═════ MATERIAL PROVIDED ═════
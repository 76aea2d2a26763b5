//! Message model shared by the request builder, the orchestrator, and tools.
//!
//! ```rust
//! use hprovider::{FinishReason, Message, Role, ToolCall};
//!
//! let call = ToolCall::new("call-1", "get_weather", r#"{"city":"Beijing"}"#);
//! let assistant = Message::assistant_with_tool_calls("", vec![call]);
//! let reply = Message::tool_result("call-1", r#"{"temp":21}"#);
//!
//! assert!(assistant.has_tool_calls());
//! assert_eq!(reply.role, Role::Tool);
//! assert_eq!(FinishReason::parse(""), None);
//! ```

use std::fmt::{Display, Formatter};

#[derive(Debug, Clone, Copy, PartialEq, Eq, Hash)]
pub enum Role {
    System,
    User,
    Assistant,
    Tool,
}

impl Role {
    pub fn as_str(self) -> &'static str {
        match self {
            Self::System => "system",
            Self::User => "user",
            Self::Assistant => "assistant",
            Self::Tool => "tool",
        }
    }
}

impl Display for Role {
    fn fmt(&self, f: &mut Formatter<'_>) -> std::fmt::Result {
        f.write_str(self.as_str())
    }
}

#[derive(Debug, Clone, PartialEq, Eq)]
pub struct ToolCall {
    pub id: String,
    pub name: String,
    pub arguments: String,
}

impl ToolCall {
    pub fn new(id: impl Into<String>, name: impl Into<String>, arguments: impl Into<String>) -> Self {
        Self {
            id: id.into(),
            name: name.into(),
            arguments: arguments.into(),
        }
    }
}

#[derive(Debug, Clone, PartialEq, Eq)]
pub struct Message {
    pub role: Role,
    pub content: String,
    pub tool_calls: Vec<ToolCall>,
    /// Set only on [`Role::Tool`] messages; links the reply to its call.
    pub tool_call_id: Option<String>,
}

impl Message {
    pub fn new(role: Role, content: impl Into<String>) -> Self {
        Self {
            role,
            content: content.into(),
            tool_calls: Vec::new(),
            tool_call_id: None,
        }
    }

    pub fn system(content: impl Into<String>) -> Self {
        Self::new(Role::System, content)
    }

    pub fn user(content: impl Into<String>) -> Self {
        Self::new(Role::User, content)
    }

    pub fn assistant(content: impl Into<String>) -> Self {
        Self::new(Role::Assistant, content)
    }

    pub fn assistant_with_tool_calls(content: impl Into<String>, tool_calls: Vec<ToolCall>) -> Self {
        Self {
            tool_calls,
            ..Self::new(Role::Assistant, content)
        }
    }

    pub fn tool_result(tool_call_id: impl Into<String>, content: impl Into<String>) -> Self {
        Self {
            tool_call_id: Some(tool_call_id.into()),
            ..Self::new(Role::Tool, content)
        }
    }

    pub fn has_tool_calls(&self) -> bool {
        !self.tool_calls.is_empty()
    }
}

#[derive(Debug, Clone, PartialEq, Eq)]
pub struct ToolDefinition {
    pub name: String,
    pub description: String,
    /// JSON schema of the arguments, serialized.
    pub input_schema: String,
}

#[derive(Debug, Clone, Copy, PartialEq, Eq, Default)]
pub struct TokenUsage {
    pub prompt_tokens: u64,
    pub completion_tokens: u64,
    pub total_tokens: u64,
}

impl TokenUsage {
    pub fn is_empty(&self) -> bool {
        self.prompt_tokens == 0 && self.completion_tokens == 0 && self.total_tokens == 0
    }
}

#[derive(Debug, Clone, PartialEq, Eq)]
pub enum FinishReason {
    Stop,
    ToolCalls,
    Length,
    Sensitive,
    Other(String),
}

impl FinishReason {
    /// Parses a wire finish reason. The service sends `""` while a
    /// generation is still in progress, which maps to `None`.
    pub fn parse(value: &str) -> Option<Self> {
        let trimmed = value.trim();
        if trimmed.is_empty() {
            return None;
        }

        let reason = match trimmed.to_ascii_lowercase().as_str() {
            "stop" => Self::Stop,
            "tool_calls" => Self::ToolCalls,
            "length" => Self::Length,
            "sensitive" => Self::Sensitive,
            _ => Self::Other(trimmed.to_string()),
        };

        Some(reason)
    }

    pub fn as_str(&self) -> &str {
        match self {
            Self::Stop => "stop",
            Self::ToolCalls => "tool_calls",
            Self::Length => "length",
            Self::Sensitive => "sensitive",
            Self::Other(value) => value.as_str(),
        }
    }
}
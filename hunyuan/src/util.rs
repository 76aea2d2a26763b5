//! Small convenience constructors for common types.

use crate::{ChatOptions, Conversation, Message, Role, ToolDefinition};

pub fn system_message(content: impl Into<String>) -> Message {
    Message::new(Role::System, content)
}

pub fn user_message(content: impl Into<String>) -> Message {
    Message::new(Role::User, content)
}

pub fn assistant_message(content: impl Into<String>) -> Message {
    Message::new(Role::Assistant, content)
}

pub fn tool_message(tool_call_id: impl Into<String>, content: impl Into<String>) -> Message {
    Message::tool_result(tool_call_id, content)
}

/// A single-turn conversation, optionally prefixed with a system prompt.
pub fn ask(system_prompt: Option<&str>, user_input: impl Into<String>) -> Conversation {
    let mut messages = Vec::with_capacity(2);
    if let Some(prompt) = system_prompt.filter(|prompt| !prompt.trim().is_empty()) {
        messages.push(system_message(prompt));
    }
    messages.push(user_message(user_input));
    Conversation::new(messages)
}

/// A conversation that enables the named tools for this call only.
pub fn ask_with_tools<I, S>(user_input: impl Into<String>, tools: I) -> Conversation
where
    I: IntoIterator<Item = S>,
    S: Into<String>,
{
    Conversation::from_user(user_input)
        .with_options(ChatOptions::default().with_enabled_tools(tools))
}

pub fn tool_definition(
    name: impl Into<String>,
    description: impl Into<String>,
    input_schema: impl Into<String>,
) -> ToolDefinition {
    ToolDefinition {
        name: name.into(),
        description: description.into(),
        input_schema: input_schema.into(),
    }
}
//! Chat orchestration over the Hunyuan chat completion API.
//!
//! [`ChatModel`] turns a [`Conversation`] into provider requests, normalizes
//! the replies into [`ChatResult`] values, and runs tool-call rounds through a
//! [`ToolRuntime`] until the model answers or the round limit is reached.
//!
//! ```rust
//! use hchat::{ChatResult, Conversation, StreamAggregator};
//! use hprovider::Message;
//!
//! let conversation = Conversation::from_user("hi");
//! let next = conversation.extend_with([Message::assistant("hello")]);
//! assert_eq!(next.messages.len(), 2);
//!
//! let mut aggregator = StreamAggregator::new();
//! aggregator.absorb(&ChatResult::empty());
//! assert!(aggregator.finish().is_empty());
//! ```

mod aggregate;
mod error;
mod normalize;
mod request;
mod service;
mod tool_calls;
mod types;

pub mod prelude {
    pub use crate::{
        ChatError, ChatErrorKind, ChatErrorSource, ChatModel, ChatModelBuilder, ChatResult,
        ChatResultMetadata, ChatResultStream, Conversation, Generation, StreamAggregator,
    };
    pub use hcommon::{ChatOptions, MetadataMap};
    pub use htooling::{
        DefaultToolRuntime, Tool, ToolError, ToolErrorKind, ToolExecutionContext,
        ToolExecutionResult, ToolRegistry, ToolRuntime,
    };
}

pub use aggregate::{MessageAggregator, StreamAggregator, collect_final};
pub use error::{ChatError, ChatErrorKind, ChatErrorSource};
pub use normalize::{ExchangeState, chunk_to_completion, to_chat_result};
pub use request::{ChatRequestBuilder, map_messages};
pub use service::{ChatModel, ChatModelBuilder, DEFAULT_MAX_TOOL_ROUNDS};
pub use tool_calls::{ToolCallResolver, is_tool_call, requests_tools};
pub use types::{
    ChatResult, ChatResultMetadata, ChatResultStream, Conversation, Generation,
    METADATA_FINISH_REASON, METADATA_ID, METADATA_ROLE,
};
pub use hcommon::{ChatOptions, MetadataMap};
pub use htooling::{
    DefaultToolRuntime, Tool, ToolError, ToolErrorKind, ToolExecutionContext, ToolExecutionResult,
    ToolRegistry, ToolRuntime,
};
═════
EXERCISE AIM -
Only lines that include "MetadataMap" belong in the answer; copy all of them from the listing.

PROBLEM SOLUTION -
    pub use hcommon::{ChatOptions, MetadataMap};
pub use hcommon::{ChatOptions, MetadataMap};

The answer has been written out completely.